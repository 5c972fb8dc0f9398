// SPDX-License-Identifier: BUSL-1.1
// Copyright (c) 2026 Alfred Jean LLC

//! Length-prefixed JSON framing.

use serde::de::DeserializeOwned;
use serde::Serialize;
use thiserror::Error;
use tokio::io::{AsyncRead, AsyncReadExt, AsyncWrite, AsyncWriteExt};

/// Upper bound on a single frame; a snapshot listing stays well under.
const MAX_FRAME: u32 = 4 * 1024 * 1024;

#[derive(Debug, Error)]
pub enum ProtocolError {
    #[error("IO error: {0}")]
    Io(#[from] std::io::Error),

    #[error("Serialization error: {0}")]
    Json(#[from] serde_json::Error),

    #[error("Connection closed")]
    ConnectionClosed,

    #[error("Frame of {0} bytes exceeds limit")]
    FrameTooLarge(u32),
}

/// Read one length-prefixed JSON message.
pub async fn read_message<T, R>(reader: &mut R) -> Result<T, ProtocolError>
where
    T: DeserializeOwned,
    R: AsyncRead + Unpin,
{
    let mut len_bytes = [0u8; 4];
    match reader.read_exact(&mut len_bytes).await {
        Ok(_) => {}
        Err(e) if e.kind() == std::io::ErrorKind::UnexpectedEof => {
            return Err(ProtocolError::ConnectionClosed)
        }
        Err(e) => return Err(e.into()),
    }

    let len = u32::from_be_bytes(len_bytes);
    if len > MAX_FRAME {
        return Err(ProtocolError::FrameTooLarge(len));
    }

    let mut payload = vec![0u8; len as usize];
    reader.read_exact(&mut payload).await.map_err(|e| {
        if e.kind() == std::io::ErrorKind::UnexpectedEof {
            ProtocolError::ConnectionClosed
        } else {
            ProtocolError::Io(e)
        }
    })?;

    Ok(serde_json::from_slice(&payload)?)
}

/// Write one length-prefixed JSON message.
pub async fn write_message<T, W>(writer: &mut W, message: &T) -> Result<(), ProtocolError>
where
    T: Serialize,
    W: AsyncWrite + Unpin,
{
    let payload = serde_json::to_vec(message)?;
    let len = payload.len() as u32;
    if len > MAX_FRAME {
        return Err(ProtocolError::FrameTooLarge(len));
    }
    writer.write_all(&len.to_be_bytes()).await?;
    writer.write_all(&payload).await?;
    writer.flush().await?;
    Ok(())
}

#[cfg(test)]
mod tests {
    use super::*;
    use crate::protocol::{Request, Response};

    #[tokio::test]
    async fn round_trip_through_duplex() {
        let (mut a, mut b) = tokio::io::duplex(1024);
        write_message(&mut a, &Request::Ping).await.unwrap();
        let got: Request = read_message(&mut b).await.unwrap();
        assert_eq!(got, Request::Ping);
    }

    #[tokio::test]
    async fn closed_stream_reports_connection_closed() {
        let (a, mut b) = tokio::io::duplex(1024);
        drop(a);
        let result: Result<Response, _> = read_message(&mut b).await;
        assert!(matches!(result, Err(ProtocolError::ConnectionClosed)));
    }

    #[tokio::test]
    async fn oversize_frame_is_rejected() {
        let (mut a, mut b) = tokio::io::duplex(64);
        tokio::spawn(async move {
            use tokio::io::AsyncWriteExt;
            let _ = a.write_all(&u32::MAX.to_be_bytes()).await;
        });
        let result: Result<Request, _> = read_message(&mut b).await;
        assert!(matches!(result, Err(ProtocolError::FrameTooLarge(_))));
    }
}
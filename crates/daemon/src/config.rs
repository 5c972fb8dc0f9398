// SPDX-License-Identifier: BUSL-1.1
// Copyright (c) 2026 Alfred Jean LLC

//! Daemon configuration.
//!
//! One TOML document. Invalid configuration is fatal at startup and
//! rejected (keeping the previous config) on reload.

use rvt_core::{Category, Policy, PolicySet, BUILTIN_CATEGORIES};
use serde::Deserialize;
use std::collections::HashMap;
use std::path::{Path, PathBuf};
use std::time::Duration;
use thiserror::Error;

/// Hard ceiling on any confirmation timeout (seconds).
pub const MAX_TIMEOUT_CEILING: u64 = 1800;

#[derive(Debug, Error)]
pub enum ConfigError {
    #[error("cannot read {path}: {source}")]
    Read { path: PathBuf, source: std::io::Error },

    #[error("cannot parse {path}: {source}")]
    Parse { path: PathBuf, source: toml::de::Error },

    #[error("invalid configuration: {0}")]
    Invalid(String),
}

#[derive(Debug, Clone, Deserialize)]
#[serde(deny_unknown_fields)]
struct RawConfig {
    #[serde(default)]
    global: RawGlobal,
    #[serde(default)]
    snapshot: RawSnapshot,
    #[serde(default)]
    monitoring: HashMap<String, Vec<String>>,
    #[serde(default)]
    timeout: RawTimeout,
    #[serde(default)]
    categories: HashMap<String, RawCategory>,
}

#[derive(Debug, Clone, Deserialize, Default)]
#[serde(deny_unknown_fields)]
struct RawGlobal {
    default_timeout: Option<u64>,
    max_timeout: Option<u64>,
    log_level: Option<String>,
}

#[derive(Debug, Clone, Deserialize, Default)]
#[serde(deny_unknown_fields)]
struct RawSnapshot {
    enable_system_tool: Option<bool>,
    location: Option<PathBuf>,
    max_snapshots: Option<usize>,
    max_age_days: Option<u64>,
}

#[derive(Debug, Clone, Deserialize, Default)]
#[serde(deny_unknown_fields)]
struct RawTimeout {
    timeout_action: Option<String>,
    connectivity_check: Option<bool>,
    connectivity_endpoints: Option<Vec<String>>,
    revert_grace_period: Option<u64>,
}

#[derive(Debug, Clone, Deserialize, Default)]
#[serde(deny_unknown_fields)]
struct RawCategory {
    timeout: Option<u64>,
    grace_period: Option<u64>,
    connectivity_check: Option<bool>,
    #[serde(default)]
    services: Vec<String>,
}

/// What happens when a confirmation window expires.
#[derive(Debug, Clone, Copy, PartialEq, Eq)]
pub enum TimeoutAction {
    /// Restore the pre-change snapshot (the default).
    Revert,
    /// Log loudly and accept the change anyway.
    Warn,
}

/// Validated daemon configuration.
#[derive(Debug, Clone)]
pub struct Config {
    pub default_timeout: Duration,
    pub max_timeout: Duration,
    pub log_level: String,
    pub snapshot_enable_system_tool: bool,
    pub snapshot_location: PathBuf,
    pub snapshot_max: usize,
    pub snapshot_max_age: Duration,
    /// Category -> glob patterns, in declaration order for builtins.
    pub monitoring: Vec<(Category, Vec<String>)>,
    pub timeout_action: TimeoutAction,
    pub connectivity_check: bool,
    pub connectivity_endpoints: Vec<String>,
    pub grace_period: Duration,
    pub policies: PolicySet,
}

impl Config {
    /// Load and validate from a TOML file.
    pub fn load(path: &Path, state_dir: &Path) -> Result<Self, ConfigError> {
        let text = std::fs::read_to_string(path)
            .map_err(|source| ConfigError::Read { path: path.to_owned(), source })?;
        let raw: RawConfig = toml::from_str(&text)
            .map_err(|source| ConfigError::Parse { path: path.to_owned(), source })?;
        Self::from_raw(raw, state_dir)
    }

    /// Defaults for a host without a config file: builtin categories
    /// with empty watch lists (the daemon runs but watches nothing).
    #[allow(clippy::unwrap_used)] // the empty raw config always validates
    pub fn fallback(state_dir: &Path) -> Self {
        Self::from_raw(
            RawConfig {
                global: RawGlobal::default(),
                snapshot: RawSnapshot::default(),
                monitoring: HashMap::new(),
                timeout: RawTimeout::default(),
                categories: HashMap::new(),
            },
            state_dir,
        )
        .unwrap()
    }

    fn from_raw(raw: RawConfig, state_dir: &Path) -> Result<Self, ConfigError> {
        let default_timeout = raw.global.default_timeout.unwrap_or(300);
        let max_timeout = raw.global.max_timeout.unwrap_or(MAX_TIMEOUT_CEILING);

        if max_timeout > MAX_TIMEOUT_CEILING {
            return Err(ConfigError::Invalid(format!(
                "global.max_timeout {max_timeout} exceeds ceiling {MAX_TIMEOUT_CEILING}"
            )));
        }
        if default_timeout == 0 || default_timeout > max_timeout {
            return Err(ConfigError::Invalid(format!(
                "global.default_timeout {default_timeout} must be in [1, {max_timeout}]"
            )));
        }

        let log_level = raw.global.log_level.unwrap_or_else(|| "INFO".to_string());
        const LEVELS: [&str; 5] = ["DEBUG", "INFO", "WARNING", "ERROR", "CRITICAL"];
        if !LEVELS.contains(&log_level.as_str()) {
            return Err(ConfigError::Invalid(format!("global.log_level {log_level:?}")));
        }

        let timeout_action = match raw.timeout.timeout_action.as_deref() {
            None | Some("revert") => TimeoutAction::Revert,
            Some("warn") => TimeoutAction::Warn,
            Some(other) => {
                return Err(ConfigError::Invalid(format!("timeout.timeout_action {other:?}")))
            }
        };

        let grace_period =
            Duration::from_secs(raw.timeout.revert_grace_period.unwrap_or(30));
        let connectivity_check = raw.timeout.connectivity_check.unwrap_or(false);
        let connectivity_endpoints = raw.timeout.connectivity_endpoints.unwrap_or_default();

        let snapshot_max = raw.snapshot.max_snapshots.unwrap_or(50);
        if snapshot_max < 1 {
            return Err(ConfigError::Invalid("snapshot.max_snapshots must be >= 1".into()));
        }
        let max_age_days = raw.snapshot.max_age_days.unwrap_or(30);
        if max_age_days < 1 {
            return Err(ConfigError::Invalid("snapshot.max_age_days must be >= 1".into()));
        }

        let snapshot_location =
            raw.snapshot.location.unwrap_or_else(|| state_dir.join("snapshots"));
        if !snapshot_location.is_absolute() {
            return Err(ConfigError::Invalid(format!(
                "snapshot.location {} must be absolute",
                snapshot_location.display()
            )));
        }

        for (category, globs) in &raw.monitoring {
            for pattern in globs {
                if !pattern.starts_with('/') {
                    return Err(ConfigError::Invalid(format!(
                        "monitoring.{category} pattern {pattern:?} must be absolute"
                    )));
                }
            }
        }

        // Builtins first (classifier priority), then extra categories
        let mut monitoring: Vec<(Category, Vec<String>)> = Vec::new();
        for name in BUILTIN_CATEGORIES {
            let globs = raw.monitoring.get(name).cloned().unwrap_or_default();
            monitoring.push((Category::new(name), globs));
        }
        let mut extra: Vec<_> =
            raw.monitoring.keys().filter(|k| !BUILTIN_CATEGORIES.contains(&k.as_str())).collect();
        extra.sort();
        for name in extra {
            monitoring.push((Category::new(name.as_str()), raw.monitoring[name].clone()));
        }

        let mut policies = PolicySet::new(Duration::from_secs(default_timeout));
        for (category, _) in &monitoring {
            let raw_cat = raw.categories.get(category.as_str()).cloned().unwrap_or_default();
            let timeout_secs = raw_cat.timeout.unwrap_or(default_timeout);
            if timeout_secs == 0 || timeout_secs > max_timeout {
                return Err(ConfigError::Invalid(format!(
                    "categories.{category}.timeout {timeout_secs} must be in [1, {max_timeout}]"
                )));
            }
            policies.insert(
                category.clone(),
                Policy {
                    timeout: Duration::from_secs(timeout_secs),
                    grace_period: raw_cat
                        .grace_period
                        .map(Duration::from_secs)
                        .unwrap_or(grace_period),
                    connectivity_check: raw_cat.connectivity_check.unwrap_or(connectivity_check),
                    services: raw_cat.services,
                    coalesce_window: Policy::DEFAULT_COALESCE,
                },
            );
        }
        for name in raw.categories.keys() {
            if !monitoring.iter().any(|(c, _)| c == &name.as_str()) {
                return Err(ConfigError::Invalid(format!(
                    "categories.{name} has no monitoring.{name} glob list"
                )));
            }
        }

        Ok(Self {
            default_timeout: Duration::from_secs(default_timeout),
            max_timeout: Duration::from_secs(max_timeout),
            log_level,
            snapshot_enable_system_tool: raw.snapshot.enable_system_tool.unwrap_or(false),
            snapshot_location,
            snapshot_max,
            snapshot_max_age: Duration::from_secs(max_age_days * 86_400),
            monitoring,
            timeout_action,
            connectivity_check,
            connectivity_endpoints,
            grace_period,
            policies,
        })
    }
}

#[cfg(test)]
#[path = "config_tests.rs"]
mod tests;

——

Activity>
Transcribe only, please, the lines from the first line of the records through the line with "Read one length-prefixed JSON message.". Both of those lines are included.

Answer space>
repository 5c972fb8dc0f9398
// SPDX-License-Identifier: BUSL-1.1
// Copyright (c) 2026 Alfred Jean LLC

//! Length-prefixed JSON framing.

use serde::de::DeserializeOwned;
use serde::Serialize;
use thiserror::Error;
use tokio::io::{AsyncRead, AsyncReadExt, AsyncWrite, AsyncWriteExt};

/// Upper bound on a single frame; a snapshot listing stays well under.
const MAX_FRAME: u32 = 4 * 1024 * 1024;

#[derive(Debug, Error)]
pub enum ProtocolError {
    #[error("IO error: {0}")]
    Io(#[from] std::io::Error),

    #[error("Serialization error: {0}")]
    Json(#[from] serde_json::Error),

    #[error("Connection closed")]
    ConnectionClosed,

    #[error("Frame of {0} bytes exceeds limit")]
    FrameTooLarge(u32),
}

/// Read one length-prefixed JSON message.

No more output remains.